The situation is complicated by the fact that the unit is priced at more serious users, those who can't get away with an iPad + keyboard attachment by itself. Those users are more likely to see the keyboard/trackpad issue as a deal breaker for serious work. Less serious users, who don't need the extra capability, have no reason to look at it over an iPad.

Also, don't forget about how 7" tablets factor into the equation, because they make it more practical to carry a laptop + tablet. An 11.6" MBA + iPad Mini 16GB will run you $1330 versus about $1030 for 64GB for the Surface, and weigh in at around a pound heavier. But, in return you get more combined screen real estate, more combined storage, and triple the combined battery life.

2 comments

I've only played around with the surface in the stores.
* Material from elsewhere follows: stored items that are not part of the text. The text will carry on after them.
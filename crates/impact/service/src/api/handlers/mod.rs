//! API request handlers

mod health;
mod matches;
mod verifications;
mod volunteers;

pub use health::*;
pub use matches::*;
pub use verifications::*;
pub use volunteers::*;
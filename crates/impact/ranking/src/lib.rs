//! Impact Ranking - selects and orders causes for a volunteer.
//!
//! Geography is a preference, not a constraint: causes in the volunteer's
//! tier of nearby cities are ranked first-class, and only when that tier has
//! nothing does the whole corpus get ranked instead.

#![deny(unsafe_code)]

mod catalog;
mod engine;
mod error;
mod geography;

pub use catalog::{CatalogSeed, CauseCatalog, InMemoryCatalog};
pub use engine::{
    rank_candidates, round_score, select_candidates, Candidates, RankedCause, RankingConfig,
    RankingEngine, DEFAULT_K, DEFAULT_SCORE_PRECISION, MAX_SCORE_PRECISION,
};
pub use error::{CatalogError, RankingError};
pub use geography::{normalize_city, GeographyTiers};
To me this is the first iteration of a brand new form factor. Of course it has problems. But the great thing is that the other companies like Lenovo, ASUS,HP..ect will look at this and hopefully see its problems and iterate on it. Also the new intel CPU is aimed at this form factor, which is suppose to cut heat and battery use to "near" ARM levels.

For me it will be amazing to have 1 product for everything. Ubuntu on my tablet? sure! hook up to external monitor, write on it, type on the screen, type on the mini keyboard, type on a full keyboard? all possible.
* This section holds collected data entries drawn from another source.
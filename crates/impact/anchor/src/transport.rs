//! Anchoring transports.

use crate::error::{AnchorError, AnchorResult};
use async_trait::async_trait;
use chrono::Utc;
use impact_types::{AnchorReceipt, ProofHash};
use reqwest::{Client, StatusCode};
use serde::{Deserialize, Serialize};
use std::collections::HashMap;
use std::sync::atomic::{AtomicU64, Ordering};
use std::sync::Mutex;
use std::time::Duration;
use tracing::debug;

/// External immutable ledger contract.
#[async_trait]
pub trait AnchorTransport: Send + Sync {
    async fn submit_to_ledger(&self, hash: &ProofHash) -> AnchorResult<AnchorReceipt>;
}

#[derive(Default)]
struct LedgerState {
    transient_failures_left: u32,
    always_fail: bool,
    rejection: Option<String>,
    latency: Option<Duration>,
    receipts: HashMap<ProofHash, AnchorReceipt>,
    next_block: u64,
}

/// Deterministic in-process ledger.
///
/// Re-submitting an anchored hash returns the original receipt. Failures can
/// be scripted for tests and local runs.
#[derive(Default)]
pub struct InMemoryAnchorTransport {
    state: Mutex<LedgerState>,
    submissions: AtomicU64,
}

impl InMemoryAnchorTransport {
    pub fn new() -> Self {
        Self::default()
    }

    /// Fail the next `n` submissions transiently.
    pub fn fail_next(&self, n: u32) {
        if let Ok(mut state) = self.state.lock() {
            state.transient_failures_left = n;
        }
    }

    /// Fail every submission transiently until switched back.
    pub fn fail_always(&self, fail: bool) {
        if let Ok(mut state) = self.state.lock() {
            state.always_fail = fail;
        }
    }

    /// Refuse every submission with `reason`; `None` accepts again.
    pub fn reject_with(&self, reason: Option<String>) {
        if let Ok(mut state) = self.state.lock() {
            state.rejection = reason;
        }
    }

    /// Simulated confirmation latency.
    pub fn set_latency(&self, latency: Option<Duration>) {
        if let Ok(mut state) = self.state.lock() {
            state.latency = latency;
        }
    }

    /// Every call to `submit_to_ledger`, successful or not.
    pub fn submissions(&self) -> u64 {
        self.submissions.load(Ordering::SeqCst)
    }

    pub fn anchored_count(&self) -> usize {
        self.state.lock().map(|s| s.receipts.len()).unwrap_or(0)
    }

    pub fn receipt_for(&self, hash: &ProofHash) -> Option<AnchorReceipt> {
        self.state
            .lock()
            .ok()
            .and_then(|s| s.receipts.get(hash).cloned())
    }

    fn lock(&self) -> AnchorResult<std::sync::MutexGuard<'_, LedgerState>> {
        self.state
            .lock()
            .map_err(|_| AnchorError::Transient("ledger state lock poisoned".to_string()))
    }
}

#[async_trait]
impl AnchorTransport for InMemoryAnchorTransport {
    async fn submit_to_ledger(&self, hash: &ProofHash) -> AnchorResult<AnchorReceipt> {
        self.submissions.fetch_add(1, Ordering::SeqCst);

        let latency = self.lock()?.latency;
        if let Some(latency) = latency {
            tokio::time::sleep(latency).await;
        }

        let mut state = self.lock()?;
        if let Some(reason) = &state.rejection {
            return Err(AnchorError::Permanent(reason.clone()));
        }
        if state.always_fail {
            return Err(AnchorError::Transient("ledger unavailable".to_string()));
        }
        if state.transient_failures_left > 0 {
            state.transient_failures_left -= 1;
            return Err(AnchorError::Transient("ledger busy".to_string()));
        }

        if let Some(existing) = state.receipts.get(hash) {
            return Ok(existing.clone());
        }

        state.next_block += 1;
        let block_number = state.next_block;
        let mut hasher = blake3::Hasher::new();
        hasher.update(b"impact-anchor");
        hasher.update(hash.as_str().as_bytes());
        hasher.update(&block_number.to_le_bytes());
        let receipt = AnchorReceipt {
            reference: format!("0x{}", hasher.finalize().to_hex()),
            block_number: Some(block_number),
            anchored_at: Utc::now(),
        };
        state.receipts.insert(hash.clone(), receipt.clone());
        Ok(receipt)
    }
}

#[derive(Debug, Serialize)]
struct AnchorRequest {
    hash: String,
}

#[derive(Debug, Deserialize)]
struct AnchorResponse {
    tx_hash: String,
    #[serde(default)]
    block_number: Option<u64>,
}

/// Anchoring service reached over HTTP: `POST {endpoint}/anchor`.
pub struct HttpAnchorTransport {
    client: Client,
    endpoint: String,
}

impl HttpAnchorTransport {
    pub fn new(endpoint: &str, request_timeout: Duration) -> AnchorResult<Self> {
        let client = Client::builder()
            .timeout(request_timeout)
            .build()
            .map_err(|e| AnchorError::Permanent(format!("http client: {}", e)))?;
        Ok(Self {
            client,
            endpoint: endpoint.trim_end_matches('/').to_string(),
        })
    }
}

fn classify_status(status: StatusCode, body: String) -> AnchorError {
    let message = format!("ledger returned {}: {}", status, body);
    if status.is_server_error() || status == StatusCode::TOO_MANY_REQUESTS {
        AnchorError::Transient(message)
    } else {
        AnchorError::Permanent(message)
    }
}

#[async_trait]
impl AnchorTransport for HttpAnchorTransport {
    async fn submit_to_ledger(&self, hash: &ProofHash) -> AnchorResult<AnchorReceipt> {
        let url = format!("{}/anchor", self.endpoint);
        debug!(url = %url, hash = %hash, "submitting proof hash");

        let response = self
            .client
            .post(&url)
            .json(&AnchorRequest {
                hash: hash.to_prefixed(),
            })
            .send()
            .await
            .map_err(|e| AnchorError::Transient(e.to_string()))?;

        let status = response.status();
        if !status.is_success() {
            let body = response.text().await.unwrap_or_default();
            return Err(classify_status(status, body));
        }

        let body: AnchorResponse = response
            .json()
            .await
            .map_err(|e| AnchorError::Permanent(format!("unreadable ledger receipt: {}", e)))?;
        if body.tx_hash.trim().is_empty() {
            return Err(AnchorError::Permanent(
                "ledger receipt has no transaction reference".to_string(),
            ));
        }
        Ok(AnchorReceipt {
            reference: body.tx_hash,
            block_number: body.block_number,
            anchored_at: Utc::now(),
        })
    }
}

#[cfg(test)]
mod tests {
    use super::*;
    use axum::{http::StatusCode as AxumStatus, routing::post, Json, Router};
    use std::sync::Arc;

    fn hash(byte: u8) -> ProofHash {
        ProofHash::from_bytes(&[byte; 32])
    }

    async fn serve(router: Router) -> String {
        let listener = tokio::net::TcpListener::bind("127.0.0.1:0").await.unwrap();
        let addr = listener.local_addr().unwrap();
        tokio::spawn(async move {
            axum::serve(listener, router).await.unwrap();
        });
        format!("http://{}", addr)
    }

    #[tokio::test]
    async fn in_memory_ledger_is_idempotent_per_hash() {
        let ledger = InMemoryAnchorTransport::new();
        let first = ledger.submit_to_ledger(&hash(1)).await.unwrap();
        let again = ledger.submit_to_ledger(&hash(1)).await.unwrap();
        let other = ledger.submit_to_ledger(&hash(2)).await.unwrap();

        assert_eq!(first, again);
        assert_ne!(first.reference, other.reference);
        assert_eq!(other.block_number, Some(2));
        assert_eq!(ledger.anchored_count(), 2);
        assert_eq!(ledger.submissions(), 3);
    }

    #[tokio::test]
    async fn scripted_failures() {
        let ledger = InMemoryAnchorTransport::new();
        ledger.fail_next(2);
        assert!(ledger.submit_to_ledger(&hash(1)).await.unwrap_err().is_transient());
        assert!(ledger.submit_to_ledger(&hash(1)).await.unwrap_err().is_transient());
        assert!(ledger.submit_to_ledger(&hash(1)).await.is_ok());

        ledger.reject_with(Some("contract paused".to_string()));
        let err = ledger.submit_to_ledger(&hash(2)).await.unwrap_err();
        assert!(matches!(err, AnchorError::Permanent(_)));
        ledger.reject_with(None);

        ledger.fail_always(true);
        assert!(ledger.submit_to_ledger(&hash(2)).await.is_err());
        assert!(ledger.receipt_for(&hash(2)).is_none());
    }

    #[tokio::test]
    async fn http_transport_reads_receipt() {
        let router = Router::new().route(
            "/anchor",
            post(|Json(body): Json<serde_json::Value>| async move {
                assert!(body["hash"].as_str().unwrap().starts_with("0x"));
                Json(serde_json::json!({ "tx_hash": "0xabc", "block_number": 42 }))
            }),
        );
        let base = serve(router).await;
        let transport = HttpAnchorTransport::new(&base, Duration::from_secs(5)).unwrap();

        let receipt = transport.submit_to_ledger(&hash(3)).await.unwrap();
        assert_eq!(receipt.reference, "0xabc");
        assert_eq!(receipt.block_number, Some(42));
    }

    #[tokio::test]
    async fn http_transport_classifies_statuses() {
        let calls = Arc::new(AtomicU64::new(0));
        let counter = Arc::clone(&calls);
        let router = Router::new().route(
            "/anchor",
            post(move || {
                let counter = Arc::clone(&counter);
                async move {
                    match counter.fetch_add(1, Ordering::SeqCst) {
                        0 => (AxumStatus::SERVICE_UNAVAILABLE, "busy"),
                        1 => (AxumStatus::TOO_MANY_REQUESTS, "slow down"),
                        _ => (AxumStatus::BAD_REQUEST, "bad hash"),
                    }
                }
            }),
        );
        let base = serve(router).await;
        let transport = HttpAnchorTransport::new(&base, Duration::from_secs(5)).unwrap();

        assert!(transport.submit_to_ledger(&hash(4)).await.unwrap_err().is_transient());
        assert!(transport.submit_to_ledger(&hash(4)).await.unwrap_err().is_transient());
        let err = transport.submit_to_ledger(&hash(4)).await.unwrap_err();
        assert!(matches!(err, AnchorError::Permanent(_)));
    }

    #[tokio::test]
    async fn unreachable_endpoint_is_transient() {
        let listener = std::net::TcpListener::bind("127.0.0.1:0").unwrap();
        let addr = listener.local_addr().unwrap();
        drop(listener);
        let transport =
            HttpAnchorTransport::new(&format!("http://{}", addr), Duration::from_secs(2)).unwrap();
        assert!(transport.submit_to_ledger(&hash(5)).await.unwrap_err().is_transient());
    }
}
When was the last time Lenovo, Asus or HP innovated on anything? They can knock out solid PCs but they are not innovators in PC hardware (any more).
So you don't think the Asus Transformer represented any sort of hardware innovation? The Asus Padphone? The Lenovo ThinkPad X1 Carbon? The TouchSmart 9300 Elite? Really?
Asus Transformer & PadFone - perhaps. I'm far from convinced though.
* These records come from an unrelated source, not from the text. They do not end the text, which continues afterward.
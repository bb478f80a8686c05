use crate::{CauseId, OrgId, VolunteerId};
use serde::{Deserialize, Serialize};

/// A volunteer as seen by the ranking engine.
///
/// Owned by the account layer; read-only for the duration of a ranking call.
#[derive(Clone, Debug, PartialEq, Serialize, Deserialize)]
pub struct VolunteerProfile {
    pub volunteer_id: VolunteerId,
    /// Free-text interest description, e.g. "plant trees, teach kids".
    #[serde(default)]
    pub interests: String,
    /// Home city label.
    pub city: String,
}

impl VolunteerProfile {
    pub fn new(
        volunteer_id: impl Into<VolunteerId>,
        interests: impl Into<String>,
        city: impl Into<String>,
    ) -> Self {
        Self {
            volunteer_id: volunteer_id.into(),
            interests: interests.into(),
            city: city.into(),
        }
    }
}

/// A cause published by an NGO.
#[derive(Clone, Debug, PartialEq, Serialize, Deserialize)]
pub struct Cause {
    pub cause_id: CauseId,
    pub name: String,
    pub description: String,
    pub category: String,
    pub city: String,
    pub org_id: OrgId,
}

impl Cause {
    pub fn new(
        cause_id: impl Into<CauseId>,
        name: impl Into<String>,
        description: impl Into<String>,
        category: impl Into<String>,
        city: impl Into<String>,
        org_id: impl Into<OrgId>,
    ) -> Self {
        Self {
            cause_id: cause_id.into(),
            name: name.into(),
            description: description.into(),
            category: category.into(),
            city: city.into(),
            org_id: org_id.into(),
        }
    }
}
Lenovo ThinkPad X1 Carbon - what is the innovation? Carbon Fiber?

TouchSmart 9300 Elite - an iMac clone with an external power brick?

You need to do more product research. What's the point of claiming a "lack of innovation" if you don't actually have a clue what innovations these products offer?
Please educate me then. What are the innovations? Because the product pages do an incredibly poor job of showing me.
>To me this is the first iteration of a brand new form factor.

Yes! It will be interesting to see how this plays out.

The first Macbook Air significantly compromised to achieve its form factor, and now the Surface is doing the same. If Microsoft can fix the compromises in two years like Apple did with the MBA, they could have a real winner.

Also, there is choice. There is the Asus Transformer Book coming out, which is perhaps even more powerful (i7) and has a dockable keyboard with extra battery. Or if you want something not as powerful but lighter weight, without a noisy fan, and much better battery life, there is the Asus Vivotab TF810C out now, or the Samsung ATIV Smart PC, although they have the clovertrail atom processor which looks like may not allow installing Linux.
> although they have the clovertrail atom processor which looks like may not allow installing Linux.

That's probably going to be solved soon. The incentive to build X86 android tablets is high and, by judging the battery life of the Atom powered Motorola phone, it'll be a very attractive option.